Le rossignol aime chanter à Berlin de fin avril à fin mai. © GETTY IMAGES

Ce musicien joue des concertos avec des rossignols

Thierry Denoël
Thierry Denoël Journaliste au Vif

Jazzman reconnu, David Rothenberg a pris l’habitude de jouer de la clarinette avec des animaux, surtout les rossignols de Berlin.

Dans certains dialectes, son nom signifie «mille voix». Le chant du rossignol mâle –la femelle ne chante pas– fascine depuis des millénaires. «Il est capable de tenir toute la nuit jusqu’à ce que les autres oiseaux suivent le mouvement à l’aube», note David Rothenberg dans le surprenant livre Un rossignol dans la ville, en constatant aussi que «le rossignol nous perturbe constamment en veillant à ce que son chant recèle quelque chose auquel on ne peut s’attendre». Clarinettiste de jazz, icône de la scène musicale expérimentale new-yorkaise, Rothenberg s’est pris de passion pour cet oiseau symbole de l’amour ou de la nostalgie et dont les parcs de Berlin regorgent à chaque migration, au point que les plus grands spécialistes de l’espèce travaillent à la Freie Universität de la capitale allemande.

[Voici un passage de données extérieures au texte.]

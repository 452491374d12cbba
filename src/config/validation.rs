use crate::config::types::{Config, CrawlerConfig, CredentialsConfig, OutputConfig, SiteConfig};
use crate::ConfigError;
use url::Url;

/// Validates the entire configuration
pub fn validate(config: &Config) -> Result<(), ConfigError> {
    validate_crawler_config(&config.crawler)?;
    validate_site_config(&config.site)?;
    validate_credentials(&config.credentials)?;
    validate_output_config(&config.output)?;
    Ok(())
}

/// Validates crawler configuration
fn validate_crawler_config(config: &CrawlerConfig) -> Result<(), ConfigError> {
    if config.seed_id.is_empty() {
        return Err(ConfigError::Validation(
            "seed_id cannot be empty".to_string(),
        ));
    }

    if config.max_workers < 1 || config.max_workers > 64 {
        return Err(ConfigError::Validation(format!(
            "max_workers must be between 1 and 64, got {}",
            config.max_workers
        )));
    }

    if config.page_size < 1 {
        return Err(ConfigError::Validation(format!(
            "page_size must be >= 1, got {}",
            config.page_size
        )));
    }

    if config.rate_limit_min_ms > config.rate_limit_max_ms {
        return Err(ConfigError::Validation(format!(
            "rate_limit_min_ms ({}) must not exceed rate_limit_max_ms ({})",
            config.rate_limit_min_ms, config.rate_limit_max_ms
        )));
    }

    Ok(())
}

/// Validates the target site URL templates
fn validate_site_config(config: &SiteConfig) -> Result<(), ConfigError> {
    Url::parse(&config.login_url)
        .map_err(|e| ConfigError::InvalidUrl(format!("Invalid login_url: {}", e)))?;

    if !config.contacts_url_template.contains("{id}") {
        return Err(ConfigError::Validation(
            "contacts_url_template must contain an {id} placeholder".to_string(),
        ));
    }

    if !config.collection_url_template.contains("{id}")
        || !config.collection_url_template.contains("{start}")
    {
        return Err(ConfigError::Validation(
            "collection_url_template must contain {id} and {start} placeholders".to_string(),
        ));
    }

    // The expanded templates must themselves be valid URLs
    let sample = config.contacts_url_template.replace("{id}", "probe");
    Url::parse(&sample)
        .map_err(|e| ConfigError::InvalidUrl(format!("Invalid contacts_url_template: {}", e)))?;

    let sample = config
        .collection_url_template
        .replace("{id}", "probe")
        .replace("{start}", "0");
    Url::parse(&sample)
        .map_err(|e| ConfigError::InvalidUrl(format!("Invalid collection_url_template: {}", e)))?;

    if config.user_agent.is_empty() {
        return Err(ConfigError::Validation(
            "user_agent cannot be empty".to_string(),
        ));
    }

    Ok(())
}

/// Validates login credentials
fn validate_credentials(config: &CredentialsConfig) -> Result<(), ConfigError> {
    if config.email.is_empty() || !config.email.contains('@') {
        return Err(ConfigError::Validation(format!(
            "credentials email '{}' is not a valid address",
            config.email
        )));
    }

    if config.password.is_empty() {
        return Err(ConfigError::Validation(
            "credentials password cannot be empty".to_string(),
        ));
    }

    Ok(())
}

/// Validates output configuration
fn validate_output_config(config: &OutputConfig) -> Result<(), ConfigError> {
    if config.results_path.is_empty() {
        return Err(ConfigError::Validation(
            "results_path cannot be empty".to_string(),
        ));
    }

    Ok(())
}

David Rothenberg, pour qui Berlin est la ville d’Europe la plus idéale pour entendre le chant du rossignol de fin avril à fin mai, a l’habitude d’y prendre ses quartiers pour… improviser des concertos avec ces virtuoses qui continuent à chanter «même pendant les guerres». Dans un essai à la fois philosophique et scientifique, le musicien, qui a accompagné de grands noms tels que Peter Gabriel ou Suzanne Vega, raconte son expérience avec ces passereaux spécialistes des ruptures de rythme. La complexité unique de leur chant l’aide à trouver le fameux «effet Sharawadji» que les Chinois décrivent comme la beauté de l’irrégularité.

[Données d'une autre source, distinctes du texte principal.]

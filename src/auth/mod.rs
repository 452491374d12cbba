//! Login handshake and mid-crawl re-authentication
//!
//! The authenticator performs the target site's form login, including the
//! optional human-solved captcha step. The human-input channel is the
//! injectable [`ChallengeSolver`] trait, so the flow is testable with a
//! scripted solver; only the worker that hit the challenge suspends on it.

use crate::config::CredentialsConfig;
use crate::extract::{Challenge, PageExtractor};
use crate::session::Session;
use crate::{CrawlError, Result};
use async_trait::async_trait;
use std::sync::Arc;

/// A fetched page body together with its final URL (after redirects)
#[derive(Debug, Clone)]
pub struct FetchedPage {
    pub url: String,
    pub body: String,
}

/// Human-input channel for captcha challenges
///
/// `solve` is called with the challenge metadata and suspends the calling
/// worker until a solution string is available.
#[async_trait]
pub trait ChallengeSolver: Send + Sync {
    async fn solve(&self, challenge: &Challenge) -> Result<String>;
}

/// Performs the login handshake against the target site
pub struct Authenticator {
    login_url: String,
    credentials: CredentialsConfig,
    extractor: Arc<dyn PageExtractor>,
    solver: Arc<dyn ChallengeSolver>,
}

/// Returns true if a fetch was redirected to the login page, meaning the
/// session's authentication has expired
pub fn is_login_redirect(final_url: &str, login_url: &str) -> bool {
    final_url.starts_with(login_url)
}

impl Authenticator {
    pub fn new(
        login_url: &str,
        credentials: CredentialsConfig,
        extractor: Arc<dyn PageExtractor>,
        solver: Arc<dyn ChallengeSolver>,
    ) -> Self {
        Self {
            login_url: login_url.to_string(),
            credentials,
            extractor,
            solver,
        }
    }

    pub fn login_url(&self) -> &str {
        &self.login_url
    }

    /// Runs the login flow on a session
    ///
    /// `url` overrides the login URL (re-authentication starts from the URL
    /// the fetch was bounced to); `prior` reuses an in-flight response body
    /// as the login page instead of fetching it again.
    ///
    /// Flow: locate the hidden `source`/`redir` tokens (absence is a fatal
    /// [`CrawlError::ProtocolMismatch`] since the login page contract
    /// changed), solve the captcha if one is embedded, POST the form, then
    /// verify the response left the login page. On success the session's
    /// Referer is moved to the post-login URL and its authenticated flag is
    /// set.
    pub async fn login(
        &self,
        session: &mut Session,
        url: Option<&str>,
        prior: Option<FetchedPage>,
    ) -> Result<FetchedPage> {
        let login_url = url.unwrap_or(&self.login_url).to_string();
        tracing::debug!("logging in via {}", login_url);

        let page = match prior {
            Some(page) => page,
            None => {
                let response = session.get(&login_url).await?;
                let final_url = response.url().to_string();
                let body = response.text().await.map_err(|source| CrawlError::Http {
                    url: login_url.clone(),
                    source,
                })?;
                FetchedPage {
                    url: final_url,
                    body,
                }
            }
        };

        let form = self
            .extractor
            .login_form(&page.body)
            .ok_or_else(|| {
                CrawlError::ProtocolMismatch(
                    "login page is missing the source/redir form tokens".to_string(),
                )
            })?;

        if let Some(challenge) = self.extractor.challenge(&page.body) {
            tracing::info!("captcha challenge found, waiting for solution");
            let solution = self.solver.solve(&challenge).await?;
            let fields = [
                ("captcha-id", challenge.challenge_id.as_str()),
                ("captcha-solution", solution.as_str()),
            ];

            let response = self.submit(session, &login_url, &form, &fields).await?;
            return self.finish(session, response).await;
        }

        let response = self.submit(session, &login_url, &form, &[]).await?;
        self.finish(session, response).await
    }

    async fn submit(
        &self,
        session: &mut Session,
        login_url: &str,
        form: &crate::extract::LoginForm,
        extra: &[(&str, &str)],
    ) -> Result<reqwest::Response> {
        let mut fields: Vec<(&str, &str)> = vec![
            ("form_email", &self.credentials.email),
            ("form_password", &self.credentials.password),
            ("remember", "on"),
            ("source", &form.source),
            ("redir", &form.redirect),
        ];
        fields.extend_from_slice(extra);

        session.post_form(login_url, &fields).await
    }

    async fn finish(
        &self,
        session: &mut Session,
        response: reqwest::Response,
    ) -> Result<FetchedPage> {
        let status = response.status();
        if !status.is_success() {
            return Err(CrawlError::Auth(format!(
                "login POST returned HTTP {}",
                status.as_u16()
            )));
        }

        let final_url = response.url().to_string();
        // Landing back on the login page means the credentials (or the
        // challenge answer) were rejected
        if is_login_redirect(&final_url, &self.login_url) {
            return Err(CrawlError::Auth(
                "credentials rejected, still on the login page".to_string(),
            ));
        }

        let body = response.text().await.map_err(|source| CrawlError::Http {
            url: final_url.clone(),
            source,
        })?;

        session.set_referer(&final_url);
        session.set_authenticated(true);
        tracing::debug!("login succeeded, landed on {}", final_url);

        Ok(FetchedPage {
            url: final_url,
            body,
        })
    }
}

«Son chant recèle quelque chose auquel on ne peut s’attendre.»

Le musicien fait preuve d’humilité, convenant avec son ami artiste Korhan Erel qu’il n’est pas nécessaire de tirer des conclusions scientifiques sur le talent des rossignols et que nous devrions simplement nous réjouir de leur chant. Il renchérit avec lucidité: «Tous, nous avons conscience que notre espèce contribue au réchauffement de la planète […] et que cela pourrait signifier la fin de notre domination sur Terre. Pourtant, ces moments où les humains peuvent entrer en relation avec la nature grâce aux sons qui nous entourent, lorsque nous faisons de la musique avec les rossignols de Berlin, existent encore.»

Les mélomanes amoureux de la faune et de la flore découvriront cet ouvrage, à la fois érudit et intimiste, avec beaucoup de plaisir, car, à travers la mélodie millénaire du rossignol, l’auteur invite à questionner l’importance du son, de la musique, de l’écoute, a fortiori dans un monde baigné dans un brouhaha urbain permanent que les rossignols parviennent à dompter. Quel exemple!

Un rossignol dans la ville, à la recherche du son parfait, par David Rothenberg, Actes Sud, 272 p.